● **Work request**: Please copy every line with the string "always" from the entries below.
-----
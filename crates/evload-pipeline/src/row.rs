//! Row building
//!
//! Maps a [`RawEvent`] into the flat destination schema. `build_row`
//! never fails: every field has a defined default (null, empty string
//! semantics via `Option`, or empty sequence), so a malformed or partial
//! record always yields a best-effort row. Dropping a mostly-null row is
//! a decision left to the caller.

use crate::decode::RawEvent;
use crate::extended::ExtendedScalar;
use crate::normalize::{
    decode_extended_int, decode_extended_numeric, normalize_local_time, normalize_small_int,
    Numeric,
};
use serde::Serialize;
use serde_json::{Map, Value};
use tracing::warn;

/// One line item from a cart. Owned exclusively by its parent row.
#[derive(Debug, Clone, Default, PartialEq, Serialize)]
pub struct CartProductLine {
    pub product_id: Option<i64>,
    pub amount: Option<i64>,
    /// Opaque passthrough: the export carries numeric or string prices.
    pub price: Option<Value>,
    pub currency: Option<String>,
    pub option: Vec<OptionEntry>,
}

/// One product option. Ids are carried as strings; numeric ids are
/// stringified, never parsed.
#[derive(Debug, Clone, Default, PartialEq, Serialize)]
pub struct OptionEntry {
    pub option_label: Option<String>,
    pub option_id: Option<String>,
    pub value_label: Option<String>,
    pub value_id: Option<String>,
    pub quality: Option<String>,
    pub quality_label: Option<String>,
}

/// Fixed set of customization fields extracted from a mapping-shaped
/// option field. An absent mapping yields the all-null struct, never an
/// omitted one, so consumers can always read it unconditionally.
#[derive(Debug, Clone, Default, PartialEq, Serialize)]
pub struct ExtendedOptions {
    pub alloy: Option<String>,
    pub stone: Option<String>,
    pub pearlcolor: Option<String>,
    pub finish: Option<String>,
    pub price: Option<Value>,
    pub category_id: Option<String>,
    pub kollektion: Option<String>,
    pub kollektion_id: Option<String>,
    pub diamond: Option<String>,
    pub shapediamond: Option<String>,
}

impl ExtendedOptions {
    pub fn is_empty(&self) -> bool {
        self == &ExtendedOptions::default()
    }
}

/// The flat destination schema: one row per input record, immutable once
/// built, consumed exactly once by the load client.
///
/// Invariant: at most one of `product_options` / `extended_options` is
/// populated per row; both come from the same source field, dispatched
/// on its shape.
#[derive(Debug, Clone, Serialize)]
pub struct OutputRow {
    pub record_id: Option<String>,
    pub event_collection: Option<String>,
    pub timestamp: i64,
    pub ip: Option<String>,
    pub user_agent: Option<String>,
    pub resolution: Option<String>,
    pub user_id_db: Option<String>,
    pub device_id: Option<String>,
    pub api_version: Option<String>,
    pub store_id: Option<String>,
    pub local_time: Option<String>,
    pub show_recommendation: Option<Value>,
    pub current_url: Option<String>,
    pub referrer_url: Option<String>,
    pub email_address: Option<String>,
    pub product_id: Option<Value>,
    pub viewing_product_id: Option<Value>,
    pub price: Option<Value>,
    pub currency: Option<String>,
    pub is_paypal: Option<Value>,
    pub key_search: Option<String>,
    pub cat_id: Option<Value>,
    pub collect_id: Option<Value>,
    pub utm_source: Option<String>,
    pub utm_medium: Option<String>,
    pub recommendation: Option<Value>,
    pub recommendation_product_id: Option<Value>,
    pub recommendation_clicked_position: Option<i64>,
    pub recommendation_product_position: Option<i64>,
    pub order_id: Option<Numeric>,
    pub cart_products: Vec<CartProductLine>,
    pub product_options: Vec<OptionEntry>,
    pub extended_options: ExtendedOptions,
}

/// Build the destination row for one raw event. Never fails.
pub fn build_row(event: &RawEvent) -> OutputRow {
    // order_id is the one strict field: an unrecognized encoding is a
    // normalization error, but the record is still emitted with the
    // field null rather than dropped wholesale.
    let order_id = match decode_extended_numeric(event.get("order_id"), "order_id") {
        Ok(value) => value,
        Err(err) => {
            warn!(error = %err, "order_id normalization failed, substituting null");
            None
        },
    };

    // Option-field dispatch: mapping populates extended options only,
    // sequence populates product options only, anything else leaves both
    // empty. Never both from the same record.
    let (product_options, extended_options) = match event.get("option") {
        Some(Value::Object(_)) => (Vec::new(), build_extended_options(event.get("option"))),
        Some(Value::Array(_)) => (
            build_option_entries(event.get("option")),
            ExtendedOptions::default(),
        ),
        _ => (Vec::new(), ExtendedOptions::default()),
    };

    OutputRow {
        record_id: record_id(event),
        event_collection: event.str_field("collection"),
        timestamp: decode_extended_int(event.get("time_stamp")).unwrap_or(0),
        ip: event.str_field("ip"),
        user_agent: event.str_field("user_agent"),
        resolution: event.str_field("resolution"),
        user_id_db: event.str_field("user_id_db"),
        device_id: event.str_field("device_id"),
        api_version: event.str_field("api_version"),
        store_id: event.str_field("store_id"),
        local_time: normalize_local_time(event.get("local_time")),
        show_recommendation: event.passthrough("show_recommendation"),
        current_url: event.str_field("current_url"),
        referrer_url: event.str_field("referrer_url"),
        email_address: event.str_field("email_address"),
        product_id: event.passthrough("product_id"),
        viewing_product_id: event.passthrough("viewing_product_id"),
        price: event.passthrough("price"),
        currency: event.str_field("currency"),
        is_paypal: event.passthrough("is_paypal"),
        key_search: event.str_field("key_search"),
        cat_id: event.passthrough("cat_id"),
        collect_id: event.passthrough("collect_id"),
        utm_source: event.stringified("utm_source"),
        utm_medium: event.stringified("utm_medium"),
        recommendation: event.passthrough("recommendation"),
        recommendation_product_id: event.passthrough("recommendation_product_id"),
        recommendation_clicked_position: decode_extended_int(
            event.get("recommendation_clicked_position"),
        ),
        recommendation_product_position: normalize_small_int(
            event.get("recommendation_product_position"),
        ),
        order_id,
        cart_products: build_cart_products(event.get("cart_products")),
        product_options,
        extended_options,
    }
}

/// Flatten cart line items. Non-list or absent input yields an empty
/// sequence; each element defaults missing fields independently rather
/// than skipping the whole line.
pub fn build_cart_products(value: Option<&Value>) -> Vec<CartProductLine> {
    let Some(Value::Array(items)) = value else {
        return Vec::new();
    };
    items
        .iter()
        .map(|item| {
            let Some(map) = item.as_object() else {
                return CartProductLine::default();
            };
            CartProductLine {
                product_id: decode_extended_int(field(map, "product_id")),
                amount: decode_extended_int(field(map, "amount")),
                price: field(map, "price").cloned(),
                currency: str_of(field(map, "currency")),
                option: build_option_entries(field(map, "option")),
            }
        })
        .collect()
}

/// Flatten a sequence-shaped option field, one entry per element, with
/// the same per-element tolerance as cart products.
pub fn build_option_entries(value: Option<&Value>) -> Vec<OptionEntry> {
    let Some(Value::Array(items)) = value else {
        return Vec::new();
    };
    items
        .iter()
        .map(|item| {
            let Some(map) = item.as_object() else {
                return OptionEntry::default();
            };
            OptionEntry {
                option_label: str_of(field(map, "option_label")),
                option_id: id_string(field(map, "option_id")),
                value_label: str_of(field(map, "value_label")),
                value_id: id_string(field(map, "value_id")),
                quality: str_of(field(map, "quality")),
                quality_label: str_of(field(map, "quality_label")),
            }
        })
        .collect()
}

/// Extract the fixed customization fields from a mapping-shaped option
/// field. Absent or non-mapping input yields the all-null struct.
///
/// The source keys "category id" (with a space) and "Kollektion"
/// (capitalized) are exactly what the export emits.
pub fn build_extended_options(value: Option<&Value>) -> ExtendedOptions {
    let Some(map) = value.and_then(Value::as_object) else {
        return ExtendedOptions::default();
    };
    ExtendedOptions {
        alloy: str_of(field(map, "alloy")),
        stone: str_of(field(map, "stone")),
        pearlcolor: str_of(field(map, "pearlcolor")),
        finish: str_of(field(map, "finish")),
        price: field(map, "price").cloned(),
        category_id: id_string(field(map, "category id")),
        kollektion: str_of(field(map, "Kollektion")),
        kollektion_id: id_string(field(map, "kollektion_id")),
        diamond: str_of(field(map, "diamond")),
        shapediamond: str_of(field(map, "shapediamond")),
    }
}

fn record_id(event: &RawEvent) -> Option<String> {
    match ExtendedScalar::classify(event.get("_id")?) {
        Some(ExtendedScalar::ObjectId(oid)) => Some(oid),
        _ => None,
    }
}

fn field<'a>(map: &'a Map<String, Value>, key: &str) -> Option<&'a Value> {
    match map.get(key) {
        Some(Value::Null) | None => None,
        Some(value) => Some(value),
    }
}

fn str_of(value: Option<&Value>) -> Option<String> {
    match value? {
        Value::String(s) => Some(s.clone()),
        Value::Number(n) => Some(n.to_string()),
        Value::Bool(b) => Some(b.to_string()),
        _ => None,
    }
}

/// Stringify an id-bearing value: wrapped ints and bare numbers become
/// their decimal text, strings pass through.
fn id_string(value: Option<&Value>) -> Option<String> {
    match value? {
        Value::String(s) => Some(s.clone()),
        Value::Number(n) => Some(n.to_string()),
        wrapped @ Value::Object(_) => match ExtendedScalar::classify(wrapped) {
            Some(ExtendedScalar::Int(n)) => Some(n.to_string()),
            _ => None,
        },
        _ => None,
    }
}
-----
● **The completed task**:
//! record always yields a best-effort row. Dropping a mostly-null row is
/// omitted one, so consumers can always read it unconditionally.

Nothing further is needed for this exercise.